Jan 02, 2010 15:52
I am a mess.
instead of being thankful to my Father for all He's done, I look away simply because "I'm not feeling it". I need to stop letting my emotions rule my flesh. Emotions, after all. won't save me from anything. Things around here seem to just go from bad to worse, actually, this is more like a disk that constantly skips. I know this song. Sometimes I wonder what is God's purpose in this, what is this meant to teach me? All I can think of now a days is, how am I gonna make it? Im spiritually weak, my faith is nowhere near where it should be. It's a pity really, I have seem God's miracles around me time and time again yet i still have this lingering doubt in my heart. I'm foolish to think that I am capable of anything without Him, I realize that.
I don't even know how to put this.
i know He is with me always, I know He is real, I KNOW HE is LORD, I know all these things but the enemy still has this grip on me. I have tried, I really have, to seek the Lord but when my faith seems the strongest, I fall. I don't know what to do. I mean, there is fire in me, I know it, I feel it, I just wish it I had the strength to make it come through.

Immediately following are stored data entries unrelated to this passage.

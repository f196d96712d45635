use chrono::{DateTime, Duration, NaiveDate, Utc};

use crate::errors::{Error, Result};

/// Calendar date an event counts toward.
///
/// Activity days are bucketed in UTC so that scoring does not depend on the
/// host timezone.
pub fn activity_date(instant: DateTime<Utc>) -> NaiveDate {
    instant.date_naive()
}

/// Rejects scoring windows that are not at least one day long.
pub fn validate_period_days(period_days: i64) -> Result<i64> {
    if period_days <= 0 {
        return Err(Error::InvalidArgument(format!(
            "period must be at least one day, got {}",
            period_days
        )));
    }
    Ok(period_days)
}

/// Start of the trailing window of `period_days` days ending at `now`.
pub fn window_start(now: DateTime<Utc>, period_days: i64) -> Result<DateTime<Utc>> {
    let period_days = validate_period_days(period_days)?;
    Duration::try_days(period_days)
        .and_then(|span| now.checked_sub_signed(span))
        .ok_or_else(|| {
            Error::InvalidArgument(format!("period of {} days is out of range", period_days))
        })
}

#[cfg(test)]
mod tests {
    use super::*;
    use chrono::TimeZone;

    #[test]
    fn test_activity_date_uses_utc() {
        let instant = Utc.with_ymd_and_hms(2024, 3, 9, 23, 59, 59).unwrap();
        assert_eq!(
            activity_date(instant),
            NaiveDate::from_ymd_opt(2024, 3, 9).unwrap()
        );
    }

    #[test]
    fn test_window_start() {
        let now = Utc.with_ymd_and_hms(2024, 3, 31, 12, 0, 0).unwrap();
        let start = window_start(now, 30).unwrap();
        assert_eq!(start, Utc.with_ymd_and_hms(2024, 3, 1, 12, 0, 0).unwrap());
    }

    #[test]
    fn test_non_positive_period_is_rejected() {
        let now = Utc::now();
        assert!(matches!(window_start(now, 0), Err(Error::InvalidArgument(_))));
        assert!(matches!(
            validate_period_days(-7),
            Err(Error::InvalidArgument(_))
        ));
    }
}
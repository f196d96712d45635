use std::sync::Arc;

use crate::{error::ApiResult, main_lib::AppState};
use axum::{
    extract::{Path, Query, State},
    routing::get,
    Json, Router,
};
use helpdesk_core::health::{ConfusionTopic, HealthScore, TenantHealthReport};
use serde::Deserialize;

/// Trailing window in days; the configured default applies when absent.
#[derive(Deserialize)]
#[serde(rename_all = "camelCase")]
struct PeriodQuery {
    period_days: Option<i64>,
}

async fn sub_account_health(
    Path((tenant_id, sub_account_id)): Path<(String, String)>,
    Query(query): Query<PeriodQuery>,
    State(state): State<Arc<AppState>>,
) -> ApiResult<Json<HealthScore>> {
    let score = state
        .analytics_service
        .calculate_sub_account_health(&tenant_id, &sub_account_id, query.period_days)?;
    Ok(Json(score))
}

async fn confusion_topics(
    Path((tenant_id, sub_account_id)): Path<(String, String)>,
    Query(query): Query<PeriodQuery>,
    State(state): State<Arc<AppState>>,
) -> ApiResult<Json<Vec<ConfusionTopic>>> {
    let topics = state
        .analytics_service
        .get_confusion_topics(&tenant_id, &sub_account_id, query.period_days)?;
    Ok(Json(topics))
}

async fn tenant_health(
    Path(tenant_id): Path<String>,
    Query(query): Query<PeriodQuery>,
    State(state): State<Arc<AppState>>,
) -> ApiResult<Json<TenantHealthReport>> {
    let report = state
        .analytics_service
        .calculate_tenant_health(&tenant_id, query.period_days)?;
    Ok(Json(report))
}

pub fn router() -> Router<Arc<AppState>> {
    Router::new()
        .route(
            "/tenants/{tenant}/sub-accounts/{id}/health",
            get(sub_account_health),
        )
        .route(
            "/tenants/{tenant}/sub-accounts/{id}/confusion-topics",
            get(confusion_topics),
        )
        .route("/tenants/{tenant}/health", get(tenant_health))
}
//! Behavioral event models.

use chrono::{DateTime, Utc};
use serde::{Deserialize, Serialize};
use serde_json::Value;
use std::str::FromStr;

use crate::errors::{Error, ValidationError};

fn empty_object() -> Value {
    Value::Object(Default::default())
}

/// Kind of behavioral event emitted by the portal.
///
/// Event types the scoring engine does not know deserialize to `Other`; they
/// still count toward active days.
#[derive(Debug, Clone, Copy, PartialEq, Eq, Hash, Serialize, Deserialize)]
#[serde(rename_all = "snake_case")]
pub enum EventType {
    GuideView,
    GuideComplete,
    Search,
    AiChatStart,
    AiChatHelpful,
    AiChatNotHelpful,
    TicketSubmit,
    #[serde(other)]
    Other,
}

impl EventType {
    pub fn as_str(&self) -> &'static str {
        match self {
            EventType::GuideView => "guide_view",
            EventType::GuideComplete => "guide_complete",
            EventType::Search => "search",
            EventType::AiChatStart => "ai_chat_start",
            EventType::AiChatHelpful => "ai_chat_helpful",
            EventType::AiChatNotHelpful => "ai_chat_not_helpful",
            EventType::TicketSubmit => "ticket_submit",
            EventType::Other => "other",
        }
    }
}

impl FromStr for EventType {
    type Err = Error;

    fn from_str(s: &str) -> Result<Self, Self::Err> {
        match s {
            "guide_view" => Ok(EventType::GuideView),
            "guide_complete" => Ok(EventType::GuideComplete),
            "search" => Ok(EventType::Search),
            "ai_chat_start" => Ok(EventType::AiChatStart),
            "ai_chat_helpful" => Ok(EventType::AiChatHelpful),
            "ai_chat_not_helpful" => Ok(EventType::AiChatNotHelpful),
            "ticket_submit" => Ok(EventType::TicketSubmit),
            "other" => Ok(EventType::Other),
            _ => Err(ValidationError::InvalidInput(format!("Unknown event type: {}", s)).into()),
        }
    }
}

impl std::fmt::Display for EventType {
    fn fmt(&self, f: &mut std::fmt::Formatter<'_>) -> std::fmt::Result {
        write!(f, "{}", self.as_str())
    }
}

/// An immutable behavioral event for one sub-account.
#[derive(Debug, Clone, Serialize, Deserialize, PartialEq)]
#[serde(rename_all = "camelCase")]
pub struct AnalyticsEvent {
    pub id: String,
    pub tenant_id: String,
    pub sub_account_id: String,
    pub event_type: EventType,
    /// Free-form payload written by client instrumentation.
    #[serde(default = "empty_object")]
    pub event_data: Value,
    pub created_at: DateTime<Utc>,
}

impl AnalyticsEvent {
    /// String value stored under `key`, if the payload is an object holding a string there.
    pub fn data_str(&self, key: &str) -> Option<&str> {
        self.event_data.get(key).and_then(Value::as_str)
    }

    /// Query text of a search event.
    pub fn search_query(&self) -> Option<&str> {
        match self.event_type {
            EventType::Search => self.data_str("query"),
            _ => None,
        }
    }

    /// Free-text comment attached to "not helpful" AI feedback.
    pub fn feedback_text(&self) -> Option<&str> {
        match self.event_type {
            EventType::AiChatNotHelpful => self.data_str("feedback"),
            _ => None,
        }
    }

    pub fn is_critical_ticket(&self) -> bool {
        self.event_type == EventType::TicketSubmit && self.data_str("priority") == Some("critical")
    }
}

/// Input model for recording an event.
#[derive(Debug, Clone, Serialize, Deserialize)]
#[serde(rename_all = "camelCase")]
pub struct NewAnalyticsEvent {
    pub tenant_id: String,
    pub sub_account_id: String,
    pub event_type: EventType,
    #[serde(default = "empty_object")]
    pub event_data: Value,
    /// Defaults to the time the event is recorded.
    #[serde(default)]
    pub created_at: Option<DateTime<Utc>>,
}
//! Analytics event repository implementation.

use async_trait::async_trait;
use chrono::{DateTime, Utc};
use diesel::prelude::*;
use diesel::SqliteConnection;
use std::sync::Arc;
use uuid::Uuid;

use helpdesk_core::analytics::{AnalyticsEvent, AnalyticsEventRepositoryTrait, NewAnalyticsEvent};
use helpdesk_core::Result;

use super::model::AnalyticsEventDB;
use crate::db::{get_connection, DbPool, WriteHandle};
use crate::errors::{IntoCore, StorageError};
use crate::schema::analytics_events;
use crate::schema::analytics_events::dsl::*;
use crate::utils::format_timestamp;

pub struct AnalyticsEventRepository {
    pool: Arc<DbPool>,
    writer: WriteHandle,
}

impl AnalyticsEventRepository {
    pub fn new(pool: Arc<DbPool>, writer: WriteHandle) -> Self {
        Self { pool, writer }
    }
}

#[async_trait]
impl AnalyticsEventRepositoryTrait for AnalyticsEventRepository {
    fn load_events_since(
        &self,
        tenant: &str,
        sub_account: &str,
        since: DateTime<Utc>,
    ) -> Result<Vec<AnalyticsEvent>> {
        let mut conn = get_connection(&self.pool)?;
        let rows = analytics_events
            .filter(tenant_id.eq(tenant))
            .filter(sub_account_id.eq(sub_account))
            .filter(created_at.ge(format_timestamp(since)))
            .order((created_at.asc(), id.asc()))
            .select(AnalyticsEventDB::as_select())
            .load::<AnalyticsEventDB>(&mut conn)
            .map_err(StorageError::from)?;
        Ok(rows.into_iter().map(AnalyticsEvent::from).collect())
    }

    fn list_sub_accounts(&self, tenant: &str) -> Result<Vec<String>> {
        let mut conn = get_connection(&self.pool)?;
        analytics_events
            .filter(tenant_id.eq(tenant))
            .select(sub_account_id)
            .distinct()
            .order(sub_account_id.asc())
            .load::<String>(&mut conn)
            .into_core()
    }

    async fn insert_event(&self, event: NewAnalyticsEvent) -> Result<AnalyticsEvent> {
        let stored = AnalyticsEvent {
            id: Uuid::now_v7().to_string(),
            tenant_id: event.tenant_id,
            sub_account_id: event.sub_account_id,
            event_type: event.event_type,
            event_data: event.event_data,
            created_at: event.created_at.unwrap_or_else(Utc::now),
        };
        let row = AnalyticsEventDB::from(&stored);

        self.writer
            .exec(move |conn: &mut SqliteConnection| -> Result<AnalyticsEvent> {
                diesel::insert_into(analytics_events::table)
                    .values(&row)
                    .execute(conn)
                    .map_err(StorageError::from)?;
                Ok(stored)
            })
            .await
    }
}
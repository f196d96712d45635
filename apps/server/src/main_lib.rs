use std::sync::Arc;

use crate::config::Config;
use helpdesk_core::{
    analytics::{AnalyticsService, AnalyticsServiceTrait},
    content::{ContentService, ContentServiceTrait},
};
use helpdesk_storage_sqlite::{
    analytics::AnalyticsEventRepository, content::ContentRepository, db, DbPool,
};
use tracing_subscriber::prelude::*;
use tracing_subscriber::{fmt, EnvFilter};

pub struct AppState {
    pub content_service: Arc<dyn ContentServiceTrait + Send + Sync>,
    pub analytics_service: Arc<dyn AnalyticsServiceTrait + Send + Sync>,
    pub pool: Arc<DbPool>,
}

pub fn init_tracing() {
    let log_format = std::env::var("HD_LOG_FORMAT").unwrap_or_else(|_| "text".to_string());
    let filter = EnvFilter::try_from_default_env().unwrap_or_else(|_| EnvFilter::new("info"));
    let registry = tracing_subscriber::registry().with(filter);

    if log_format.eq_ignore_ascii_case("json") {
        registry
            .with(fmt::layer().json().with_current_span(false))
            .init();
    } else {
        registry
            .with(fmt::layer().with_target(true).with_line_number(true))
            .init();
    }
}

pub async fn build_state(config: &Config) -> anyhow::Result<Arc<AppState>> {
    let db_path = db::init(&config.db_path)?;
    let pool = db::create_pool(&db_path)?;
    db::run_migrations(&pool)?;
    let writer = db::spawn_writer((*pool).clone());

    let content_repository = Arc::new(ContentRepository::new(pool.clone(), writer.clone()));
    let content_service = Arc::new(ContentService::with_cache_ttl(
        content_repository,
        config.content_cache_ttl,
    ));

    let event_repository = Arc::new(AnalyticsEventRepository::new(pool.clone(), writer));
    let analytics_service = Arc::new(
        AnalyticsService::new(event_repository)
            .with_default_period_days(config.health_period_days)?,
    );

    tracing::info!("Database ready at {}", db_path);

    Ok(Arc::new(AppState {
        content_service,
        analytics_service,
        pool,
    }))
}
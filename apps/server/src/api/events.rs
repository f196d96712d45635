use std::sync::Arc;

use crate::{error::ApiResult, main_lib::AppState};
use axum::{extract::State, http::StatusCode, routing::post, Json, Router};
use helpdesk_core::analytics::{AnalyticsEvent, NewAnalyticsEvent};

async fn record_event(
    State(state): State<Arc<AppState>>,
    Json(event): Json<NewAnalyticsEvent>,
) -> ApiResult<(StatusCode, Json<AnalyticsEvent>)> {
    let recorded = state.analytics_service.record_event(event).await?;
    Ok((StatusCode::CREATED, Json(recorded)))
}

pub fn router() -> Router<Arc<AppState>> {
    Router::new().route("/events", post(record_event))
}
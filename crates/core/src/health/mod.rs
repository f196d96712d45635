//! Sub-account health scoring.
//!
//! Scores are computed on demand from the behavioral event log:
//!
//! ```text
//! events ──► EventTally ──► rule table ──► clamp ──► tier + recommendation
//!                                  │
//!                                  └──► metrics, positive/negative signals
//! ```
//!
//! - **Models** (`model.rs`) - signals, tiers, scores, tenant rollups
//! - **Scoring** (`scoring.rs`) - the rule table and score calculation
//! - **Rollup** (`rollup.rs`) - tenant-wide aggregation
//! - **Topics** (`topics.rs`) - confusion topics from searches and feedback
//!
//! Rules are not mutually exclusive; every matching rule contributes.
//! Malformed event payloads never fail a calculation, they just match fewer
//! rules.

pub mod model;
pub mod rollup;
pub mod scoring;
pub mod topics;

pub use model::{
    ConfusionTopic, HealthMetrics, HealthScore, HealthSignal, RecommendationTier,
    TenantHealthReport, TenantHealthSummary,
};
pub use rollup::{summarize_tenant_health, AT_RISK_THRESHOLD, HEALTHY_THRESHOLD};
pub use scoring::{
    calculate_health_score, count_repeat_searches, evaluate_rules, EventTally, RuleEvaluation,
    BASELINE_SCORE,
};
pub use topics::{extract_confusion_topics, MAX_CONFUSION_TOPICS};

I desperately need the Lord on my side. In every aspect of my life I fail, I need Him to BE for me! I don't want to fail Him. I am desperate, and though i constantly sin in the eyes of my Lord, I kNOW He has something GREAT planned for me! It's sort of complicated the way i know that I'm not a nothing, yet the enemy never lets me forget that I can fail at any time. My Savior will deliver me if only I can give Him what is already His, Lord rid me of myself! I need you to take me, brake me, mold me LORD!